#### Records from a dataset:
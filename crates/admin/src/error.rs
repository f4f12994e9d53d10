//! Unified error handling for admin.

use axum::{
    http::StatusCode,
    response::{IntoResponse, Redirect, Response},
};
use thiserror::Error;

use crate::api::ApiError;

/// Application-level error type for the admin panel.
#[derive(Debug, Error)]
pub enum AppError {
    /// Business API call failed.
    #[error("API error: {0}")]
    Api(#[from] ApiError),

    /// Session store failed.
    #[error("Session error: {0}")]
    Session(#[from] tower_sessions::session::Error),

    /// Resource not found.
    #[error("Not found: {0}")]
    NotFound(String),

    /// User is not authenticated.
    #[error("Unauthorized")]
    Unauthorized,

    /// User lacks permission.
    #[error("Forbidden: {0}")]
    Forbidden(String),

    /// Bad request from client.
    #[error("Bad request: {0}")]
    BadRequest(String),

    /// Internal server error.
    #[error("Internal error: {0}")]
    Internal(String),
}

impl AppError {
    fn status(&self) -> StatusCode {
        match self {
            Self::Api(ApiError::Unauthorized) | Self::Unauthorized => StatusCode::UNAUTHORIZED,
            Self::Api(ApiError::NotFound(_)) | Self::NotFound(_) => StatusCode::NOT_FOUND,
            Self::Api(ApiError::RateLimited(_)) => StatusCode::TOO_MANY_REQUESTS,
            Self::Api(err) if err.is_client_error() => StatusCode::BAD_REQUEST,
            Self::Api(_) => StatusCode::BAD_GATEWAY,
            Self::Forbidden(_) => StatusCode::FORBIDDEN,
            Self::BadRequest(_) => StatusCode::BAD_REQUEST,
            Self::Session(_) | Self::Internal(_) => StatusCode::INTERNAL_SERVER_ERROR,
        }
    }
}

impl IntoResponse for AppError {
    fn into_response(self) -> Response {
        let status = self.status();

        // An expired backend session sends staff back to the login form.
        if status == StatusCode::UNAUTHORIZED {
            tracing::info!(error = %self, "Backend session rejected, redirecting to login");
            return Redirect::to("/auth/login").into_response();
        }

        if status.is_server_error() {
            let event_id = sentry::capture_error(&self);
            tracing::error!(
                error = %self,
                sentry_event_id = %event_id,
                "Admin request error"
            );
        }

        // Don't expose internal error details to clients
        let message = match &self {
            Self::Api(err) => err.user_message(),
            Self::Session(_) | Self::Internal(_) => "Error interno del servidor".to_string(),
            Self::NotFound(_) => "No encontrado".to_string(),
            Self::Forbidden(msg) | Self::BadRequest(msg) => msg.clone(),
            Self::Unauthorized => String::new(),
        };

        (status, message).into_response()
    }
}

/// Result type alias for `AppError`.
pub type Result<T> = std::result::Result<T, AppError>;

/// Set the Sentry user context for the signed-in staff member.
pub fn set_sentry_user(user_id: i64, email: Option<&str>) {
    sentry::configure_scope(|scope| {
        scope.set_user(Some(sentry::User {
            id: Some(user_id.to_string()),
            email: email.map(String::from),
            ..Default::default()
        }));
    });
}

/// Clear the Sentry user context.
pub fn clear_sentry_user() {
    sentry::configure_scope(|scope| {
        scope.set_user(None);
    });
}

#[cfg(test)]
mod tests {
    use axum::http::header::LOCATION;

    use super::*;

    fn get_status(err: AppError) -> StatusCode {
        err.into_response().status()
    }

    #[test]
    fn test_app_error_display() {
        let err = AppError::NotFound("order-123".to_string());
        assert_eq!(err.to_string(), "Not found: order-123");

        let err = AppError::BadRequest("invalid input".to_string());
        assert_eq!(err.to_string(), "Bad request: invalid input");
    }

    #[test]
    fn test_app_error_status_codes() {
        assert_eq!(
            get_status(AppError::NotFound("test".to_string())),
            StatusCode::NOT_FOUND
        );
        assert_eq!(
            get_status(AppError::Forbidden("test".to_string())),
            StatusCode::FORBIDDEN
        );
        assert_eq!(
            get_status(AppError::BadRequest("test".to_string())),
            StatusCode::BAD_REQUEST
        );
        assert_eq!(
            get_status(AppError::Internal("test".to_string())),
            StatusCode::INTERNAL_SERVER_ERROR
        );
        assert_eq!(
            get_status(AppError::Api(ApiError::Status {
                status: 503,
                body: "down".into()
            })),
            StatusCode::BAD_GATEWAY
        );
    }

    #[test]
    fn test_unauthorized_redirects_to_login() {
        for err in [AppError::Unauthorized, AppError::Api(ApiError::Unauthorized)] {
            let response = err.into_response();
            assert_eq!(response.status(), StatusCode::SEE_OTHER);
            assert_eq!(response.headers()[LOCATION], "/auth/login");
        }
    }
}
--
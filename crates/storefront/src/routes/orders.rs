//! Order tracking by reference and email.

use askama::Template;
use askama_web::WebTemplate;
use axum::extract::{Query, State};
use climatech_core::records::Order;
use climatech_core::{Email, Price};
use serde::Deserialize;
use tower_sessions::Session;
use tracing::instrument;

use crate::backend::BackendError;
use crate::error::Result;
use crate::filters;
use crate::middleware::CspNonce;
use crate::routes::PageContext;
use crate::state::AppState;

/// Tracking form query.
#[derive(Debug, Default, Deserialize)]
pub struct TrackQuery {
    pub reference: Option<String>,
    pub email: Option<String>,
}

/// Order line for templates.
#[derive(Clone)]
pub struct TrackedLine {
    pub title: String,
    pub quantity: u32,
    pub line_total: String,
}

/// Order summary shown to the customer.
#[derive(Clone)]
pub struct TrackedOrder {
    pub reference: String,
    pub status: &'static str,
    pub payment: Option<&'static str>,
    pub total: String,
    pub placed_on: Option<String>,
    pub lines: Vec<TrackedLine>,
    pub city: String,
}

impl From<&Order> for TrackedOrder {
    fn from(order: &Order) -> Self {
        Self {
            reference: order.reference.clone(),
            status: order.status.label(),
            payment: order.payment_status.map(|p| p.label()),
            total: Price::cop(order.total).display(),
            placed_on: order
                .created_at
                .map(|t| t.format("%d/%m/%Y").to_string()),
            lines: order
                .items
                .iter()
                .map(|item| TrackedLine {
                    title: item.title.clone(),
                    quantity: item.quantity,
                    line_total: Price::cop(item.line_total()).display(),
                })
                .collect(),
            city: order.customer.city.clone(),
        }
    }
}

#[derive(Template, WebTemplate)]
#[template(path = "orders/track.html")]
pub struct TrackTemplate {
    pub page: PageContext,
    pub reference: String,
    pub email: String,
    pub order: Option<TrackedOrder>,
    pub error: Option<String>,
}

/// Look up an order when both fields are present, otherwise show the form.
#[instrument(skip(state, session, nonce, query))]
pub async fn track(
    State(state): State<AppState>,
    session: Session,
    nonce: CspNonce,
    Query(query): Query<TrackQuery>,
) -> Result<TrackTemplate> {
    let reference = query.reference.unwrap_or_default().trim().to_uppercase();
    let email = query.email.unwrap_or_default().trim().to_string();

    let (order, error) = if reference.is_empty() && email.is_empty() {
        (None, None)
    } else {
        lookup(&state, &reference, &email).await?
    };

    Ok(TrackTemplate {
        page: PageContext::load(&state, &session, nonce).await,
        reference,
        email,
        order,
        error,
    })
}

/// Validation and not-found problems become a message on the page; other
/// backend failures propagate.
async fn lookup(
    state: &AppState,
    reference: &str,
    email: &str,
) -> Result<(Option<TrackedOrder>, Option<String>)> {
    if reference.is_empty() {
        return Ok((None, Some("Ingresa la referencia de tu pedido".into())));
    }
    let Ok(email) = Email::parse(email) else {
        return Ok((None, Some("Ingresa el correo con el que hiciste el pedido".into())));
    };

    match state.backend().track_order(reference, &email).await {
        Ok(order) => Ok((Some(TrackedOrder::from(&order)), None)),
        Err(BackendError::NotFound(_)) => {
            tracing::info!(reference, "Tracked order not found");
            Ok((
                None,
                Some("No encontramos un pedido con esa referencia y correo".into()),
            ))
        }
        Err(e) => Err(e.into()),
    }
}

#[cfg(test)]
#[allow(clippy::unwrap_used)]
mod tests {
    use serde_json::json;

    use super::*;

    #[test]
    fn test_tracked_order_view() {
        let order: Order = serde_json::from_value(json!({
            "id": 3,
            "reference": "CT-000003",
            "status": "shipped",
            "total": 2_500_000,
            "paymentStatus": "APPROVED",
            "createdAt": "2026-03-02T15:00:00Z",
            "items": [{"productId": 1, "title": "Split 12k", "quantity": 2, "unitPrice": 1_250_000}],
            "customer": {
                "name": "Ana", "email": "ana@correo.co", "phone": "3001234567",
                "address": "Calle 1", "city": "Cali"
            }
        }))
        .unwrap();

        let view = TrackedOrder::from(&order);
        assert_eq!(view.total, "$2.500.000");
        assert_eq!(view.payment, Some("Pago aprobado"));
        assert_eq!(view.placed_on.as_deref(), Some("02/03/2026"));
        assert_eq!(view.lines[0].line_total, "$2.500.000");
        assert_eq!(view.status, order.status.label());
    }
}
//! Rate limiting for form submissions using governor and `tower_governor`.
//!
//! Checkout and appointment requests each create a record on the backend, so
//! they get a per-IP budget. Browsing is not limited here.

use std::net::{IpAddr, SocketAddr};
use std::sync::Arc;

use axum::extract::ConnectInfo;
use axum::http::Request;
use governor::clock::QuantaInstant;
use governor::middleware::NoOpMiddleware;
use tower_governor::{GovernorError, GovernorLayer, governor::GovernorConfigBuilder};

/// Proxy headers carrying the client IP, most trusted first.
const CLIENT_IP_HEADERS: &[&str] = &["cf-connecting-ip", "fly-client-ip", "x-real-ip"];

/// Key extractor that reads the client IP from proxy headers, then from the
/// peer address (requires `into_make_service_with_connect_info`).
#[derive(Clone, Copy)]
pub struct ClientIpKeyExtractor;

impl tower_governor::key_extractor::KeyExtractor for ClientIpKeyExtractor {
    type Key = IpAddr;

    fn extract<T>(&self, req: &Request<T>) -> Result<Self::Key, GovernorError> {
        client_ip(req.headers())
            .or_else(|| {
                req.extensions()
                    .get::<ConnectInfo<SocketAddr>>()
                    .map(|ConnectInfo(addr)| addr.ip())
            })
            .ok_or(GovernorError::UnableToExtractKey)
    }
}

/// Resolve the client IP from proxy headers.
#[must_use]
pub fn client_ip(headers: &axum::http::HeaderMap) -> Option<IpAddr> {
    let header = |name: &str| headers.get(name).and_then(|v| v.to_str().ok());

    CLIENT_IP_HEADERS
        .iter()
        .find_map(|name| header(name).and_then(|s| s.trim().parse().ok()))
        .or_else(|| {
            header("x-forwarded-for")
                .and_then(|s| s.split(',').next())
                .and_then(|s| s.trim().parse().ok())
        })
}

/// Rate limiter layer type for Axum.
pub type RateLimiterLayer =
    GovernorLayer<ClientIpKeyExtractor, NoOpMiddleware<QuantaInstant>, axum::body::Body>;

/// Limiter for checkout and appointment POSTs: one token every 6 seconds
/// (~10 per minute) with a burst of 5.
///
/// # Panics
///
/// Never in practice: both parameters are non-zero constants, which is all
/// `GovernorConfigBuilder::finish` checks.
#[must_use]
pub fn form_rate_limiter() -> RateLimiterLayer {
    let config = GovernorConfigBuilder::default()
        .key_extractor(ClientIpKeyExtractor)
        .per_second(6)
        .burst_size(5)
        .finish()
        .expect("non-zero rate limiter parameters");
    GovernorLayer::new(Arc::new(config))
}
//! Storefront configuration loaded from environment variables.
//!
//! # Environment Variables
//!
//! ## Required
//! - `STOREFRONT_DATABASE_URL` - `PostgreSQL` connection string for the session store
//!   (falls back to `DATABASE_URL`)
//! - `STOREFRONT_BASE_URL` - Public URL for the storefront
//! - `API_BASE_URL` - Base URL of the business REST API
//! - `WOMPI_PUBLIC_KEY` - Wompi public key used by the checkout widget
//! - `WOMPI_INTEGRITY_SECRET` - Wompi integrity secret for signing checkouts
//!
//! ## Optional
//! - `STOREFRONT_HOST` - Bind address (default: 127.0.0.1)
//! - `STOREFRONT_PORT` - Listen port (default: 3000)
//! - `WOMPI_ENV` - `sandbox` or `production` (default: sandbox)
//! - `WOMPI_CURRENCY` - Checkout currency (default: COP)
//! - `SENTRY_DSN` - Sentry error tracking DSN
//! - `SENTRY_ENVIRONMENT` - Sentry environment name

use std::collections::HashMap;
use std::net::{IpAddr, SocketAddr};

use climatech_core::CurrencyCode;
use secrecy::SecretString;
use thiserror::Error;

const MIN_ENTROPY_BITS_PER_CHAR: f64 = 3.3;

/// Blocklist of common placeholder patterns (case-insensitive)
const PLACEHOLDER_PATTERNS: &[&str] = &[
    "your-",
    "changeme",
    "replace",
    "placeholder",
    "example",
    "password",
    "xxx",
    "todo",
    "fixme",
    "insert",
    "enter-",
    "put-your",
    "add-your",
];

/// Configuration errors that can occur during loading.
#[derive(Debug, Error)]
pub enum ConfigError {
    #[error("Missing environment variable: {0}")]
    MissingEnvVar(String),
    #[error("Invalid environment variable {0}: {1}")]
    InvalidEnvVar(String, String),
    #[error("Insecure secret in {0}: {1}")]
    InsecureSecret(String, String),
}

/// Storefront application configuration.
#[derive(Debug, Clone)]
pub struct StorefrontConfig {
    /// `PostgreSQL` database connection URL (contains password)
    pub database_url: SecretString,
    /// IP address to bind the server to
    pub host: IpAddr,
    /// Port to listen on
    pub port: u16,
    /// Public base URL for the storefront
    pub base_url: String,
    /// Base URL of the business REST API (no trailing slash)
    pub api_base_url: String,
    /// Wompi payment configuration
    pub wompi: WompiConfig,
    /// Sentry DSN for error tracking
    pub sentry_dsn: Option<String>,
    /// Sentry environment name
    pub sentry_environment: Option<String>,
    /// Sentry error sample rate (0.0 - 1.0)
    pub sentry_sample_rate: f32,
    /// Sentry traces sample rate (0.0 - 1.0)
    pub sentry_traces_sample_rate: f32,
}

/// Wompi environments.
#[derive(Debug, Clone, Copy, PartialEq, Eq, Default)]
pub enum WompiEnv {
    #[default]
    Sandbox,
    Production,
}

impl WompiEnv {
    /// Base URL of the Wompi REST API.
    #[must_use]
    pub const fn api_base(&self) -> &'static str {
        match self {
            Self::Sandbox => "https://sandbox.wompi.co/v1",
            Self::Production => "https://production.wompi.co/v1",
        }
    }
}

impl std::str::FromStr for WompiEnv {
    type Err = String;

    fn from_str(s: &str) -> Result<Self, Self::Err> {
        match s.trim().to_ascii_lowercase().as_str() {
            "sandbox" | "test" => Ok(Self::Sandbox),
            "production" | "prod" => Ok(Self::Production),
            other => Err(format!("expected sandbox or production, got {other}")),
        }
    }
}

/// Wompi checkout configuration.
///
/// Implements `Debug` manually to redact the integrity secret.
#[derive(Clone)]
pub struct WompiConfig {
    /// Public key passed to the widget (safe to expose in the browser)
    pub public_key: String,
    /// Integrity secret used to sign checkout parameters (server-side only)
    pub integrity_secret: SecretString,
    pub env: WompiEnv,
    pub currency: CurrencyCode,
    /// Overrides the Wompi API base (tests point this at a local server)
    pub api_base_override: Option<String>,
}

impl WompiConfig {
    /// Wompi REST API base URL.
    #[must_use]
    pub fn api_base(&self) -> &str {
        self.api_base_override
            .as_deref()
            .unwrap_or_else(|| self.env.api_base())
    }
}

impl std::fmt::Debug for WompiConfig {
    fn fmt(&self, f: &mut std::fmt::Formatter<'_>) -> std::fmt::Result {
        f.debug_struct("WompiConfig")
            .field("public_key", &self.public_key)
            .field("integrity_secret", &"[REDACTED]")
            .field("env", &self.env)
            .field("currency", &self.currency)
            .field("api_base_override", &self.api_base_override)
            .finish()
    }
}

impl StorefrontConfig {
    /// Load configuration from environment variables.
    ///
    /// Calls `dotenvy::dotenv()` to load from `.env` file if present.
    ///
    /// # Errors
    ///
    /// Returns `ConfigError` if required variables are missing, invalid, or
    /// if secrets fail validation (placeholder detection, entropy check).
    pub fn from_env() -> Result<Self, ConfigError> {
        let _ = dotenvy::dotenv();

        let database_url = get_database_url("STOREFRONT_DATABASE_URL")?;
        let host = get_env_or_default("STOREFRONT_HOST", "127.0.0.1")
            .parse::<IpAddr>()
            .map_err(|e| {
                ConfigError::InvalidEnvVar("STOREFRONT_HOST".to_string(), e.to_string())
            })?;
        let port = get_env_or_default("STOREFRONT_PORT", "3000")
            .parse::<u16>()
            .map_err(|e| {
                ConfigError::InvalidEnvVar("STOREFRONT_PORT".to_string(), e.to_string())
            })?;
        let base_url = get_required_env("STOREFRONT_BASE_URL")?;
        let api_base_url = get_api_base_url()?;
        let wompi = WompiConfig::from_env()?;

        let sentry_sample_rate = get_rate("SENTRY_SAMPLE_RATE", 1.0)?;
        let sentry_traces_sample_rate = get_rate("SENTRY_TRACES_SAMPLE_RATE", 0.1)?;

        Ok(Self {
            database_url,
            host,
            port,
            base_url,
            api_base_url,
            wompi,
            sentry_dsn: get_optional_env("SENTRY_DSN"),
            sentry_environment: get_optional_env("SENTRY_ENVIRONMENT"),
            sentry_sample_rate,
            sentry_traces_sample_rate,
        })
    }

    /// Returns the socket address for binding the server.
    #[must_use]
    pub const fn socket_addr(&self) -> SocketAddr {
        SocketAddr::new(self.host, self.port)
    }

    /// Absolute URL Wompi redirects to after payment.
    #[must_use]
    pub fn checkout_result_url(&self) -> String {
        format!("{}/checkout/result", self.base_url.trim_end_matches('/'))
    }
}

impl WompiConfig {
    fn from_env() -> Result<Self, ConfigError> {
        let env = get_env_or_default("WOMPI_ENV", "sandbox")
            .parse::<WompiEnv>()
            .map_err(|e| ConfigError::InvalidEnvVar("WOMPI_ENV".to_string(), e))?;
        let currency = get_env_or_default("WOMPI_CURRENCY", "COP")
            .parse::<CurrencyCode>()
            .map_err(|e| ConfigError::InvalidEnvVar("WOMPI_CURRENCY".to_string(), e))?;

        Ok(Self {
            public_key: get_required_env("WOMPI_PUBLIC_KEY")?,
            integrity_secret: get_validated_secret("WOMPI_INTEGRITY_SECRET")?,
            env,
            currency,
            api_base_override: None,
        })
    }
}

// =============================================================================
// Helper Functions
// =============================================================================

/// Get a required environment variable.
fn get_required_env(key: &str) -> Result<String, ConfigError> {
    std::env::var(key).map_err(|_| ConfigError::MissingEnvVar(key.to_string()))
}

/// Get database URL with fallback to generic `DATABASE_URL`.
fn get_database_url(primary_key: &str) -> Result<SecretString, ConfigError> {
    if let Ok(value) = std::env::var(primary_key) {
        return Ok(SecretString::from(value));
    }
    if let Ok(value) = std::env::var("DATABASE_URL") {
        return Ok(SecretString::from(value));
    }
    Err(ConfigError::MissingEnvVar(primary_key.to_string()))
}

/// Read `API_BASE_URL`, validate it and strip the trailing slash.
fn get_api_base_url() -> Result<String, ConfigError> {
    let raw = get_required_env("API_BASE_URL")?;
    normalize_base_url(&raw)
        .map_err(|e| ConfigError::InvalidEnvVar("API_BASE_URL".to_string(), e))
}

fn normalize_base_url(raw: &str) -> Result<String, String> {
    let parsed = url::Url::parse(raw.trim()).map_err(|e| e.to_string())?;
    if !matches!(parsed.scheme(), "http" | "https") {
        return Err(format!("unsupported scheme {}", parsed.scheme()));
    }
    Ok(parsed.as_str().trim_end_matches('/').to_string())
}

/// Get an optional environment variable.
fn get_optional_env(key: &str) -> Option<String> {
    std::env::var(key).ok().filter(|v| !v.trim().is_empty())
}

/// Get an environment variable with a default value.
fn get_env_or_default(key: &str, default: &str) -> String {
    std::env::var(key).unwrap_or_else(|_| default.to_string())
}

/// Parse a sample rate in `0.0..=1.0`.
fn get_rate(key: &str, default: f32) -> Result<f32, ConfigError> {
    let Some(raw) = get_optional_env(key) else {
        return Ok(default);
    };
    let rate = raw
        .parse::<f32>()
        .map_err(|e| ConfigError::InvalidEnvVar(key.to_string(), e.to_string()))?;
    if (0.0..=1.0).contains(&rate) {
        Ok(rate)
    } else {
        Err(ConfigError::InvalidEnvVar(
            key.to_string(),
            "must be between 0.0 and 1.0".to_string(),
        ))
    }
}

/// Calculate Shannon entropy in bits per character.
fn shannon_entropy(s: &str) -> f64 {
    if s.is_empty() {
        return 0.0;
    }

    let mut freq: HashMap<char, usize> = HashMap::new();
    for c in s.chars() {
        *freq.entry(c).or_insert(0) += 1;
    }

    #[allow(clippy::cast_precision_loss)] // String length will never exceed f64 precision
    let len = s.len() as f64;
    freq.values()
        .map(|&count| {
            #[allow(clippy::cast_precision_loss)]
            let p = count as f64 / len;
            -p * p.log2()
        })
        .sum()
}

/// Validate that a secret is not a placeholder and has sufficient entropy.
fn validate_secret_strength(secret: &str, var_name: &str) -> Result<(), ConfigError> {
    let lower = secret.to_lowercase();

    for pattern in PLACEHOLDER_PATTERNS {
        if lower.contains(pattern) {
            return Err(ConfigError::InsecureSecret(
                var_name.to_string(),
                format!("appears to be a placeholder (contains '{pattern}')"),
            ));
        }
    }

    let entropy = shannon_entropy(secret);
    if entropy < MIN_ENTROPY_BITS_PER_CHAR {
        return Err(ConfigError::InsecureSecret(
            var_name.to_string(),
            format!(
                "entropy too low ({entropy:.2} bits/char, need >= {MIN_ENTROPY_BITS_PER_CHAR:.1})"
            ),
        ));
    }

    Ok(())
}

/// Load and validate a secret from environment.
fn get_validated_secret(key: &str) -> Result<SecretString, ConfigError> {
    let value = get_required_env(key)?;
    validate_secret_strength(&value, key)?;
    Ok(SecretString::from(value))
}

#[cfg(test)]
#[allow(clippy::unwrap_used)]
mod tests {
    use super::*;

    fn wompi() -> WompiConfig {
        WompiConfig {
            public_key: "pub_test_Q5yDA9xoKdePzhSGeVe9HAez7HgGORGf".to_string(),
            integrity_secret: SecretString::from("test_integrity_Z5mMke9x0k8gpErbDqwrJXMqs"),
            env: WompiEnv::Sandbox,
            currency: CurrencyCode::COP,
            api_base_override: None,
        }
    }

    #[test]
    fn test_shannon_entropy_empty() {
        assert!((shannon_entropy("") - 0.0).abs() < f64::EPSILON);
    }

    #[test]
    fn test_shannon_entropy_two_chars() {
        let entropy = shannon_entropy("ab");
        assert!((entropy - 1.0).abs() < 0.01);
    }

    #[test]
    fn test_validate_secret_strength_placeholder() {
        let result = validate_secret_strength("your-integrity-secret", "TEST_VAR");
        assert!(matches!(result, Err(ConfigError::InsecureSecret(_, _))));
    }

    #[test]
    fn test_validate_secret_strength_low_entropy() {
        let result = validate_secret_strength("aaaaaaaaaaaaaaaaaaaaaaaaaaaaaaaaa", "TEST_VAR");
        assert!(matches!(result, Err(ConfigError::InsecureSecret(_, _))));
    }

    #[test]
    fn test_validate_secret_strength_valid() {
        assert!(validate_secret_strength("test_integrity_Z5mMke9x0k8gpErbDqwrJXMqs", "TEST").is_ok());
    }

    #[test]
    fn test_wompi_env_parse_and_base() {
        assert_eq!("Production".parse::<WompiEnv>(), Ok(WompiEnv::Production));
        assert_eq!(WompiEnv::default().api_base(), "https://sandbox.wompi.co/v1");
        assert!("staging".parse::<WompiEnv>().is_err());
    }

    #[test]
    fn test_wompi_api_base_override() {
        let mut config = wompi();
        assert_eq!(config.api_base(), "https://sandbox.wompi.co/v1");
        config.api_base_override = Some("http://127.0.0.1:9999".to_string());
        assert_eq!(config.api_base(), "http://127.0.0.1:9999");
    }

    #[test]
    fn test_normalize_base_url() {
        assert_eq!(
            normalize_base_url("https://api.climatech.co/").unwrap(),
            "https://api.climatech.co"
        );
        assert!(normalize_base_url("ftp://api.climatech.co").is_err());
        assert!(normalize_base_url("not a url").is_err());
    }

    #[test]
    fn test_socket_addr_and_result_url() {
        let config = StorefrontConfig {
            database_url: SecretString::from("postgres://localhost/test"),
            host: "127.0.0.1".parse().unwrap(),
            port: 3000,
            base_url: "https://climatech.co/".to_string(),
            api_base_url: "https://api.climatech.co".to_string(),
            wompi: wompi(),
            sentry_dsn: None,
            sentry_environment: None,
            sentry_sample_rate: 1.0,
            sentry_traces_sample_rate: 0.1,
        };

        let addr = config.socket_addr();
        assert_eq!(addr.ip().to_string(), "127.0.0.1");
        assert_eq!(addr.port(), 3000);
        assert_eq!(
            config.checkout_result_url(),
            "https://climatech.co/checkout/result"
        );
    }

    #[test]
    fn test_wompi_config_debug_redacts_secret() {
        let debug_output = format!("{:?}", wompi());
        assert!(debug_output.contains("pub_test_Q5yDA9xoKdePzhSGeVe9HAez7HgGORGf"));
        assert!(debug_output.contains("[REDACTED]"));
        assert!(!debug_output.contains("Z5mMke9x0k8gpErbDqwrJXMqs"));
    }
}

#### EXERCISE GOAL:
Every line in the data above that contains the word "title" should be copied.

#### ANSWER SECTION:
    pub title: String,
                    title: item.title.clone(),
            "items": [{"productId": 1, "title": "Split 12k", "quantity": 2, "unitPrice": 1_250_000}],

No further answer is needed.